ForamDeepSlice: A High-Accuracy Deep Learning Framework for Foraminifera Species Classification from 2D Micro-CT Slices
Abdelghafour Halimi, Ali Alibrahim, Didier Barradas-Bautista, Ronell Sicat, Abdulkader M. Afifi
TL;DR
This work tackles automated foraminifera species classification from 2D micro-CT slices by assembling a rigorously curated dataset (97 specimens across 27 species, with 12 robust taxa) and evaluating seven pretrained CNNs under a specimen-level split to avoid data leakage. A two-phase training regime with transfer learning, strong data augmentation, and a PatchEnsemble of ConvNeXt-Large and EfficientNetV2-Small yields 95.64% test accuracy and 0.998 AUC, with 99.6% top-3 accuracy. An interactive dashboard delivers real-time slice classification and 3D slice matching using SSIM, NCC, and Dice, bridging AI with practical paleontological workflows. The paper provides a fully reproducible framework (Docker-based) and analyzes species-specific challenges, delivering benchmarks that advance AI-assisted micropaleontology and its deployment in the geosciences.
Abstract
This study presents a comprehensive deep learning pipeline for the automated classification of 12 foraminifera species using 2D micro-CT slices derived from 3D scans. We curated a scientifically rigorous dataset comprising 97 micro-CT scanned specimens across 27 species, selecting 12 species with sufficient representation for robust machine learning. To ensure methodological integrity and prevent data leakage, we employed specimen-level data splitting, resulting in 109,617 high-quality 2D slices (44,103 for training, 14,046 for validation, and 51,468 for testing).
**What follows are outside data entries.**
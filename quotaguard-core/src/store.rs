use async_trait::async_trait;
use quotaguard_types::{
    Account, AccountCredentials, QuotaInfo, Reservation, ReservationId, SettingValue,
};

/// A change notification delivered to a per-account subscriber.
///
/// Delivery is best-effort: if a subscriber's buffer is full, the event is
/// dropped and the subscriber is expected to refetch via `Quotas::get` to
/// resync — "events are hints, state is authoritative."
#[derive(Debug, Clone, Copy)]
pub struct QuotaEvent {
    /// `effective_remaining_with_virtual` before the update, if a prior snapshot existed.
    pub old_pct: Option<f64>,
    /// `effective_remaining_with_virtual` after the update.
    pub new_pct: f64,
}

/// A subscription handle returned by [`Quotas::subscribe`].
#[async_trait]
pub trait QuotaSubscription: Send {
    /// Awaits the next event, or `None` once the underlying channel is closed.
    async fn next(&mut self) -> Option<QuotaEvent>;
}

/// CRUD and listing operations over [`Account`] records.
#[async_trait]
pub trait Accounts: Send + Sync {
    /// Fetches one account by id, or `None` if it does not exist.
    async fn get(&self, account_id: &quotaguard_types::AccountId) -> Option<Account>;

    /// Inserts or replaces an account record.
    async fn set(&self, account: Account);

    /// Removes an account record, if present.
    async fn delete(&self, account_id: &quotaguard_types::AccountId);

    /// Lists every known account.
    async fn list(&self) -> Vec<Account>;

    /// Lists every account with `enabled = true`.
    async fn list_enabled(&self) -> Vec<Account>;

    /// Sets (or clears, with `None`) an account's `blocked_until` instant.
    async fn set_blocked_until(
        &self,
        account_id: &quotaguard_types::AccountId,
        until: Option<chrono::DateTime<chrono::Utc>>,
    );
}

/// CRUD operations over [`AccountCredentials`], owned exclusively by the Store.
#[async_trait]
pub trait Credentials: Send + Sync {
    /// Fetches credentials for an account, or `None` if none are on file.
    async fn get(&self, account_id: &quotaguard_types::AccountId) -> Option<AccountCredentials>;

    /// Inserts or replaces an account's credentials.
    async fn set(&self, credentials: AccountCredentials);

    /// Removes an account's credentials, if present.
    async fn delete(&self, account_id: &quotaguard_types::AccountId);
}

/// CRUD, update, and pub/sub operations over [`QuotaInfo`] snapshots.
#[async_trait]
pub trait Quotas: Send + Sync {
    /// Fetches the current snapshot for an account, or `None` if none has been collected yet.
    async fn get(&self, account_id: &quotaguard_types::AccountId) -> Option<QuotaInfo>;

    /// Replaces the current snapshot for an account, publishing a `QuotaEvent` to subscribers.
    async fn set(&self, quota: QuotaInfo);

    /// Applies `f` to the current snapshot (or a caller-seeded default) under the
    /// per-account lock, publishing a `QuotaEvent` if the resulting snapshot differs.
    async fn update(
        &self,
        account_id: &quotaguard_types::AccountId,
        f: Box<dyn FnOnce(Option<QuotaInfo>) -> QuotaInfo + Send>,
    );

    /// Removes the snapshot for an account, if present.
    async fn delete(&self, account_id: &quotaguard_types::AccountId);

    /// Lists every known current snapshot.
    async fn list(&self) -> Vec<QuotaInfo>;

    /// Subscribes to change events for a single account, created lazily on first call.
    async fn subscribe(
        &self,
        account_id: &quotaguard_types::AccountId,
    ) -> Box<dyn QuotaSubscription>;
}

/// CRUD operations over [`Reservation`] records.
#[async_trait]
pub trait Reservations: Send + Sync {
    /// Fetches a reservation by id, or `None` if it does not exist.
    async fn get(&self, reservation_id: &ReservationId) -> Option<Reservation>;

    /// Inserts or replaces a reservation record.
    async fn set(&self, reservation: Reservation);

    /// Removes a reservation record, if present.
    async fn delete(&self, reservation_id: &ReservationId);

    /// Lists every known reservation, including terminal ones not yet swept.
    async fn list(&self) -> Vec<Reservation>;
}

/// Typed get/set over the Store's small settings key-value namespace.
#[async_trait]
pub trait Settings: Send + Sync {
    /// Fetches a raw setting value, or `None` if the key is unset.
    async fn get(&self, key: &str) -> Option<SettingValue>;

    /// Sets a raw setting value.
    async fn set(&self, key: &str, value: SettingValue);

    /// Fetches a string setting, or `None` if unset or of a different type.
    async fn get_string(&self, key: &str) -> Option<String> {
        self.get(key).await.and_then(|v| v.as_str().map(str::to_owned))
    }

    /// Fetches an integer setting, or `None` if unset or of a different type.
    async fn get_int(&self, key: &str) -> Option<i64> {
        self.get(key).await.and_then(|v| v.as_int())
    }

    /// Fetches a float setting, or `None` if unset or of a different type.
    async fn get_float(&self, key: &str) -> Option<f64> {
        self.get(key).await.and_then(|v| v.as_float())
    }
}

/// The Store's full contract: persistence and pub/sub for every entity in
/// the data model, plus the settings namespace.
///
/// Single-writer semantics per key are guaranteed by implementations;
/// readers always see a consistent `QuotaInfo` (dimensions match the
/// derived scalar). Write failures are logged by implementations and never
/// panic; a read-miss simply returns `None`/empty.
#[async_trait]
pub trait Store: Accounts + Credentials + Quotas + Reservations + Settings + Send + Sync {
    /// Human-readable identity for logs (e.g. `"memory"`).
    fn name(&self) -> &'static str;
}

/// Convenience alias for a type-erased, shareable `Store`.
pub type SharedStore = std::sync::Arc<dyn Store>;
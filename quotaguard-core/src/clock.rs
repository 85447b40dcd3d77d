use std::time::Duration;

use async_trait::async_trait;
use chrono::{DateTime, Utc};

/// Time source injected into every component that owns a ticker, dwell
/// timer, breaker timeout, or digest deadline.
///
/// Exists so tests can substitute a virtual clock (see `quotaguard-mock`)
/// and drive dwell/cooldown/digest timing deterministically instead of
/// sleeping in wall-clock time.
#[async_trait]
pub trait Clock: Send + Sync {
    /// Current wall-clock instant.
    fn now(&self) -> DateTime<Utc>;

    /// Suspends the caller for `duration`.
    async fn sleep(&self, duration: Duration);

    /// Suspends the caller until `deadline`, or returns immediately if it has already passed.
    async fn sleep_until(&self, deadline: DateTime<Utc>) {
        let now = self.now();
        if deadline > now {
            let remaining = (deadline - now)
                .to_std()
                .unwrap_or(Duration::ZERO);
            self.sleep(remaining).await;
        }
    }
}

/// Default `Clock` backed by the system clock and `tokio::time`.
#[derive(Debug, Default, Clone, Copy)]
pub struct SystemClock;

#[async_trait]
impl Clock for SystemClock {
    fn now(&self) -> DateTime<Utc> {
        Utc::now()
    }

    async fn sleep(&self, duration: Duration) {
        tokio::time::sleep(duration).await;
    }
}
We evaluated seven state-of-the-art 2D convolutional neural network (CNN) architectures using transfer learning. Our final ensemble model, combining ConvNeXt-Large and EfficientNetV2-Small, achieved a test accuracy of 95.64%, with a top-3 accuracy of 99.6% and an area under the ROC curve (AUC) of 0.998 across all species. To facilitate practical deployment, we developed an interactive advanced dashboard that supports real-time slice classification and 3D slice matching using advanced similarity metrics, including SSIM, NCC, and the Dice coefficient. This work establishes new benchmarks for AI-assisted micropaleontological identification and provides a fully reproducible framework for foraminifera classification research, bridging the gap between deep learning and applied geosciences.